Perhaps the administration is willing to take a stand to close Gitmo since they no longer have to face reelection.
Well, the administration took a stand on closing Gitmo and giving KSM a trial – picked it as one of their big, public fights, using the BULLY PULPIT and everything, expending a great deal of political capital in an uphill fight – back in 2009, when Obama did have to face reelection.
Perhaps a better explanation is that he is trying to leverage the influence from his recent election victory, like he did in 2009.
If you look at leaving Iraq, killing the F-22, canceling the missile defense bases in Eastern Europe, setting a timeline in Afghanistan, killing off Future Combat Systems, and ending DADT, Obama has quite a record of not caring if his actions open him up to criticism as “soft” on defense matters. I don’t think a fear of being criticized by the hawks makes much sense as an explanation for his behavior in office.
So the Obama administration is taking the same stance this year that it did last year. Absent any evidence that he won’t sign the NDAA again this year and again “strongly object” to the Gitmo provision, or evidence that there’s any possibility Congress won’t again include the provision with bipartisan support, why is this year any different?
I like the way you left out “…got the provision he didn’t like altered so he could do what he wanted to do.”
And while we’re on this subject: there was a veto-proof majority for passing the original version of last year’s NDAA, the version that would have mandated that the government use indefinite military detention.

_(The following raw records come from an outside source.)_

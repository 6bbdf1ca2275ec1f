//! Page walker for panel list endpoints.
//!
//! The panel embeds its only termination signal in each response body
//! (`meta.pagination.current_page` / `total_pages`), so pagination is
//! strictly sequential: page N+1 cannot be requested until page N's metadata
//! has been read. Record order is preserved exactly as returned.

use serde::de::DeserializeOwned;
use tracing::{error, warn};

use roost_core::envelope::{ListDocument, Pagination};

use crate::gateway::{ApiRequest, Gateway};

/// Walks every page of a list endpoint, accumulating attribute records.
///
/// A non-200 page stops the walk and returns whatever was accumulated --
/// partial results are acceptable, not an error. Responses without a
/// pagination block (embedded-style lists) are treated as a single page.
/// `page_cap` bounds the walk against a backend whose cursor never advances.
pub async fn paginate<T: DeserializeOwned>(
    gateway: &dyn Gateway,
    path: &str,
    query: &[(&str, &str)],
    page_cap: u32,
) -> Vec<T> {
    let mut records = Vec::new();
    let mut page: u32 = 1;

    loop {
        let mut request = ApiRequest::get(path);
        for (key, value) in query {
            request = request.query(*key, *value);
        }
        request = request.query("page", page.to_string());

        let response = gateway.send(request).await;
        if response.status != 200 {
            warn!(
                endpoint = %gateway.endpoint(),
                path,
                page,
                status = response.status,
                body = %response.body,
                "pagination stopped, returning partial results",
            );
            break;
        }

        let document: ListDocument<T> = match response.json() {
            Ok(document) => document,
            Err(e) => {
                error!(endpoint = %gateway.endpoint(), path, page, error = %e, "malformed list page");
                break;
            }
        };

        let last_page = document.pagination().is_none_or(Pagination::is_last_page);
        records.extend(document.into_records());

        if last_page {
            break;
        }
        if page >= page_cap {
            warn!(
                endpoint = %gateway.endpoint(),
                path,
                page_cap,
                "pagination cap reached before backend reported the last page",
            );
            break;
        }
        page += 1;
    }

    records
}
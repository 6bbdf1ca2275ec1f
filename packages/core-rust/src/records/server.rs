//! Server records for both API tiers.
//!
//! The client tier returns a minimal view (`ClientServerRecord`); the richer
//! application-tier view (`AppServerRecord`) adds the owning user and numeric
//! ids, and may embed `user`/`node` relationship envelopes when requested.

use serde::{Deserialize, Serialize};

use crate::envelope::Envelope;
use crate::records::node::NodeRecord;
use crate::records::user::UserRecord;

/// Hard resource limits shared by both server views.
#[derive(Debug, Clone, Default, PartialEq, Eq, Serialize, Deserialize)]
pub struct Limits {
    /// Memory limit in MiB.
    #[serde(default)]
    pub memory: i64,
    /// Swap limit in MiB. `-1` means unlimited.
    #[serde(default)]
    pub swap: i64,
    /// Disk limit in MiB.
    #[serde(default)]
    pub disk: i64,
    /// Block IO weight.
    #[serde(default)]
    pub io: i64,
    /// CPU limit in percent (100 = one core).
    #[serde(default)]
    pub cpu: i64,
}

/// Feature count limits (databases, allocations, backups).
#[derive(Debug, Clone, Default, PartialEq, Eq, Serialize, Deserialize)]
pub struct FeatureLimits {
    #[serde(default)]
    pub databases: i64,
    #[serde(default)]
    pub allocations: i64,
    #[serde(default)]
    pub backups: i64,
}

/// Minimal server record as returned by the client tier.
#[derive(Debug, Clone, Deserialize)]
pub struct ClientServerRecord {
    /// Whether the credential owner is the server owner.
    #[serde(default)]
    pub server_owner: bool,
    /// Short panel-scoped identifier used in client-tier paths.
    pub identifier: String,
    /// Globally unique server UUID shared with the application tier.
    pub uuid: String,
    pub name: String,
    /// Numeric id of the owning node.
    pub node: i64,
    #[serde(default)]
    pub description: String,
    #[serde(default)]
    pub limits: Limits,
    #[serde(default)]
    pub feature_limits: FeatureLimits,
    #[serde(default)]
    pub is_suspended: bool,
    #[serde(default)]
    pub is_installing: bool,
}

/// Full server record as returned by the application tier.
#[derive(Debug, Clone, Deserialize)]
pub struct AppServerRecord {
    pub id: i64,
    #[serde(default)]
    pub external_id: Option<String>,
    pub uuid: String,
    pub identifier: String,
    pub name: String,
    #[serde(default)]
    pub description: String,
    #[serde(default)]
    pub suspended: bool,
    #[serde(default)]
    pub limits: Limits,
    #[serde(default)]
    pub feature_limits: FeatureLimits,
    /// Numeric id of the owning user.
    pub user: i64,
    /// Numeric id of the owning node.
    pub node: i64,
    #[serde(default)]
    pub allocation: Option<i64>,
    #[serde(default)]
    pub nest: Option<i64>,
    #[serde(default)]
    pub egg: Option<i64>,
    /// Embedded relationships, present only when the request asked for them.
    #[serde(default)]
    pub relationships: AppServerRelationships,
}

/// Relationship envelopes embedded in an application server record.
#[derive(Debug, Clone, Default, Deserialize)]
pub struct AppServerRelationships {
    #[serde(default)]
    pub user: Option<Envelope<UserRecord>>,
    #[serde(default)]
    pub node: Option<Envelope<NodeRecord>>,
}

impl AppServerRecord {
    /// The embedded owning-user record, if the relationship was included.
    #[must_use]
    pub fn owner(&self) -> Option<&UserRecord> {
        self.relationships.user.as_ref().map(|e| &e.attributes)
    }
}

/// Live utilization snapshot from the client tier (`.../resources`).
#[derive(Debug, Clone, Deserialize)]
pub struct ResourceUsageRecord {
    /// Daemon power state, e.g. `"running"` or `"offline"`.
    pub current_state: String,
    #[serde(default)]
    pub is_suspended: bool,
    pub resources: ResourceStats,
}

/// Raw utilization counters inside a [`ResourceUsageRecord`].
#[derive(Debug, Clone, Default, Deserialize)]
pub struct ResourceStats {
    #[serde(default)]
    pub memory_bytes: i64,
    #[serde(default)]
    pub cpu_absolute: f64,
    #[serde(default)]
    pub disk_bytes: i64,
    #[serde(default)]
    pub network_rx_bytes: i64,
    #[serde(default)]
    pub network_tx_bytes: i64,
    /// Uptime in milliseconds; zero when offline.
    #[serde(default)]
    pub uptime: i64,
}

By negotiating that language out of the bill in exchange for his signature, Barack Obama prevented the practice of putting people into indefinite military detention (which he ended upon coming into office) from being reintroduced. He stopped that practice; Congress tried to force him to adopt it; he fought back, and he won. Because of Obama’s maneuvering on that bill, which includes the deal he ultimately cut, terrorist suspects are not being put into the federal courts, instead of going the Jose Padilla route. Absent that deal, they would be.
I’m glad we have a President who can understand the actual, as opposed to symbolic, implications of his decisions.
That’s supposed to read “…terrorism suspects are NOW being put into the federal courts.”
Strong statement from Obama. He has a lot of cred on national security now, so it seems like he’ll have a much better chance of getting what he wants. My recollection is that there was no big public opposition to closing Gitmo, just a lot of cheap posturing by both parties to head off being accused of being “soft on terrorism”. Now Obama has managed to turn that charge around. Excellent news.